### Data to examine ###

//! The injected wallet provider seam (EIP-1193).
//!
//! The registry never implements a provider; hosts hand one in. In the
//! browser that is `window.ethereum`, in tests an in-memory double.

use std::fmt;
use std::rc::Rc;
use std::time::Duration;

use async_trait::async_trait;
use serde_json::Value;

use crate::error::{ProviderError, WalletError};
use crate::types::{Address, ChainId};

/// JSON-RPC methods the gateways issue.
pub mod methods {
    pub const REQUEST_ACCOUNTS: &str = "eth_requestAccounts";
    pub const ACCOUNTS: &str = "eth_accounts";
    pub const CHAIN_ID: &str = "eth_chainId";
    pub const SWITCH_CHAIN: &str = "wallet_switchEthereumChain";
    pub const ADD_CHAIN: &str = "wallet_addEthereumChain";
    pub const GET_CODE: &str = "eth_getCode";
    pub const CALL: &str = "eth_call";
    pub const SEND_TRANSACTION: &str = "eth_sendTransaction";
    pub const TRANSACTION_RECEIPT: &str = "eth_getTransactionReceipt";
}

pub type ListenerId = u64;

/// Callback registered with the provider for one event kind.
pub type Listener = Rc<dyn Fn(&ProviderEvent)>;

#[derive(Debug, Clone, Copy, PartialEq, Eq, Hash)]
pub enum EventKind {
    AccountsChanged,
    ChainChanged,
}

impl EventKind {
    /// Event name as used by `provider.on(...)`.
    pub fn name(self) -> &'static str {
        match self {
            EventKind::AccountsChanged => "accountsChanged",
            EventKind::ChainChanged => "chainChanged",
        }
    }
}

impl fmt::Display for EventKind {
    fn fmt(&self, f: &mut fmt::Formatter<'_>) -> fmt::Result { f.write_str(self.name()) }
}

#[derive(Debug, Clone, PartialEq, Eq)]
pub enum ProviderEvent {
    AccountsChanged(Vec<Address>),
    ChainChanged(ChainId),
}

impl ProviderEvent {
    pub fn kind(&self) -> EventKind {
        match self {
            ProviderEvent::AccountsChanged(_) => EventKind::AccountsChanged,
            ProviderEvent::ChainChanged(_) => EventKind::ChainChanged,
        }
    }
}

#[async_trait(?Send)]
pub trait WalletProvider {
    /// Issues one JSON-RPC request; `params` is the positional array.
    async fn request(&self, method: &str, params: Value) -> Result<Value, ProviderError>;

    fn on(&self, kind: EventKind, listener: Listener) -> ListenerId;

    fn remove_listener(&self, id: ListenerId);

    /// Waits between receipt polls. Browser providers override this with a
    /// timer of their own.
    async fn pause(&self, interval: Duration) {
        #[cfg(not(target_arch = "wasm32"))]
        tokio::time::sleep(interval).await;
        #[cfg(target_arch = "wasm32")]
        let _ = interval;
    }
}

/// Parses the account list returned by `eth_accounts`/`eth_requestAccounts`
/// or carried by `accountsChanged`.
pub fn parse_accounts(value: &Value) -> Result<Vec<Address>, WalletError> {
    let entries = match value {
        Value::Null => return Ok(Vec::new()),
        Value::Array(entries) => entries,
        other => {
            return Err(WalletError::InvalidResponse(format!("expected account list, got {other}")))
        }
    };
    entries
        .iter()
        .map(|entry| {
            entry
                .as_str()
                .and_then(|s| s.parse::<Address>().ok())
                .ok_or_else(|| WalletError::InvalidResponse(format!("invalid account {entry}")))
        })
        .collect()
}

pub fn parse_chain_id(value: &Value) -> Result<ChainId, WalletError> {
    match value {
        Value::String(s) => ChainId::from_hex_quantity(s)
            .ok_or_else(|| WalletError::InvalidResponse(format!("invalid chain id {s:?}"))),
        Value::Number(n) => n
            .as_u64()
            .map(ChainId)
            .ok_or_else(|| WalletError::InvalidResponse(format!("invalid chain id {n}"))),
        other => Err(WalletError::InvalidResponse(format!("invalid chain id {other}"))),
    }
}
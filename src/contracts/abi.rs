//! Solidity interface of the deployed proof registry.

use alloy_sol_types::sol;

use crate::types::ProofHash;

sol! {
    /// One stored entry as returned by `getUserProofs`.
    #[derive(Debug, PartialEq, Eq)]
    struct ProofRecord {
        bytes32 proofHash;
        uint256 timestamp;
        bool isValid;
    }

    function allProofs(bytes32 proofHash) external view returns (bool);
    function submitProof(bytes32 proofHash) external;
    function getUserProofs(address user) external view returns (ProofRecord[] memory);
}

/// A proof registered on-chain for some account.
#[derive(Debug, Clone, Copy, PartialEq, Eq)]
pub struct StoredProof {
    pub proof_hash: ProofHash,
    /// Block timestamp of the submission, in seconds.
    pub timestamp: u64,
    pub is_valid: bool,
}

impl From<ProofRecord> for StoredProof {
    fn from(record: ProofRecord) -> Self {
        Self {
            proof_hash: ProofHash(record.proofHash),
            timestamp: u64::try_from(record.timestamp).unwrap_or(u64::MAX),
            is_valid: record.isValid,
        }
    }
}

###

## What needs to be done
Reproduce each line above without any alteration.

## Answer section
//! The injected wallet provider seam (EIP-1193).
//!
//! The registry never implements a provider; hosts hand one in. In the
//! browser that is `window.ethereum`, in tests an in-memory double.

use std::fmt;
use std::rc::Rc;
use std::time::Duration;

use async_trait::async_trait;
use serde_json::Value;

use crate::error::{ProviderError, WalletError};
use crate::types::{Address, ChainId};

/// JSON-RPC methods the gateways issue.
pub mod methods {
    pub const REQUEST_ACCOUNTS: &str = "eth_requestAccounts";
    pub const ACCOUNTS: &str = "eth_accounts";
    pub const CHAIN_ID: &str = "eth_chainId";
    pub const SWITCH_CHAIN: &str = "wallet_switchEthereumChain";
    pub const ADD_CHAIN: &str = "wallet_addEthereumChain";
    pub const GET_CODE: &str = "eth_getCode";
    pub const CALL: &str = "eth_call";
    pub const SEND_TRANSACTION: &str = "eth_sendTransaction";
    pub const TRANSACTION_RECEIPT: &str = "eth_getTransactionReceipt";
}

pub type ListenerId = u64;

/// Callback registered with the provider for one event kind.
pub type Listener = Rc<dyn Fn(&ProviderEvent)>;

#[derive(Debug, Clone, Copy, PartialEq, Eq, Hash)]
pub enum EventKind {
    AccountsChanged,
    ChainChanged,
}

impl EventKind {
    /// Event name as used by `provider.on(...)`.
    pub fn name(self) -> &'static str {
        match self {
            EventKind::AccountsChanged => "accountsChanged",
            EventKind::ChainChanged => "chainChanged",
        }
    }
}

impl fmt::Display for EventKind {
    fn fmt(&self, f: &mut fmt::Formatter<'_>) -> fmt::Result { f.write_str(self.name()) }
}

#[derive(Debug, Clone, PartialEq, Eq)]
pub enum ProviderEvent {
    AccountsChanged(Vec<Address>),
    ChainChanged(ChainId),
}

impl ProviderEvent {
    pub fn kind(&self) -> EventKind {
        match self {
            ProviderEvent::AccountsChanged(_) => EventKind::AccountsChanged,
            ProviderEvent::ChainChanged(_) => EventKind::ChainChanged,
        }
    }
}

#[async_trait(?Send)]
pub trait WalletProvider {
    /// Issues one JSON-RPC request; `params` is the positional array.
    async fn request(&self, method: &str, params: Value) -> Result<Value, ProviderError>;

    fn on(&self, kind: EventKind, listener: Listener) -> ListenerId;

    fn remove_listener(&self, id: ListenerId);

    /// Waits between receipt polls. Browser providers override this with a
    /// timer of their own.
    async fn pause(&self, interval: Duration) {
        #[cfg(not(target_arch = "wasm32"))]
        tokio::time::sleep(interval).await;
        #[cfg(target_arch = "wasm32")]
        let _ = interval;
    }
}

/// Parses the account list returned by `eth_accounts`/`eth_requestAccounts`
/// or carried by `accountsChanged`.
pub fn parse_accounts(value: &Value) -> Result<Vec<Address>, WalletError> {
    let entries = match value {
        Value::Null => return Ok(Vec::new()),
        Value::Array(entries) => entries,
        other => {
            return Err(WalletError::InvalidResponse(format!("expected account list, got {other}")))
        }
    };
    entries
        .iter()
        .map(|entry| {
            entry
                .as_str()
                .and_then(|s| s.parse::<Address>().ok())
                .ok_or_else(|| WalletError::InvalidResponse(format!("invalid account {entry}")))
        })
        .collect()
}

pub fn parse_chain_id(value: &Value) -> Result<ChainId, WalletError> {
    match value {
        Value::String(s) => ChainId::from_hex_quantity(s)
            .ok_or_else(|| WalletError::InvalidResponse(format!("invalid chain id {s:?}"))),
        Value::Number(n) => n
            .as_u64()
            .map(ChainId)
            .ok_or_else(|| WalletError::InvalidResponse(format!("invalid chain id {n}"))),
        other => Err(WalletError::InvalidResponse(format!("invalid chain id {other}"))),
    }
}
filename src/contracts/abi.rs
//! Solidity interface of the deployed proof registry.

use alloy_sol_types::sol;

use crate::types::ProofHash;

sol! {
    /// One stored entry as returned by `getUserProofs`.
    #[derive(Debug, PartialEq, Eq)]
    struct ProofRecord {
        bytes32 proofHash;
        uint256 timestamp;
        bool isValid;
    }

    function allProofs(bytes32 proofHash) external view returns (bool);
    function submitProof(bytes32 proofHash) external;
    function getUserProofs(address user) external view returns (ProofRecord[] memory);
}

/// A proof registered on-chain for some account.
#[derive(Debug, Clone, Copy, PartialEq, Eq)]
pub struct StoredProof {
    pub proof_hash: ProofHash,
    /// Block timestamp of the submission, in seconds.
    pub timestamp: u64,
    pub is_valid: bool,
}

impl From<ProofRecord> for StoredProof {
    fn from(record: ProofRecord) -> Self {
        Self {
            proof_hash: ProofHash(record.proofHash),
            timestamp: u64::try_from(record.timestamp).unwrap_or(u64::MAX),
            is_valid: record.isValid,
        }
    }
}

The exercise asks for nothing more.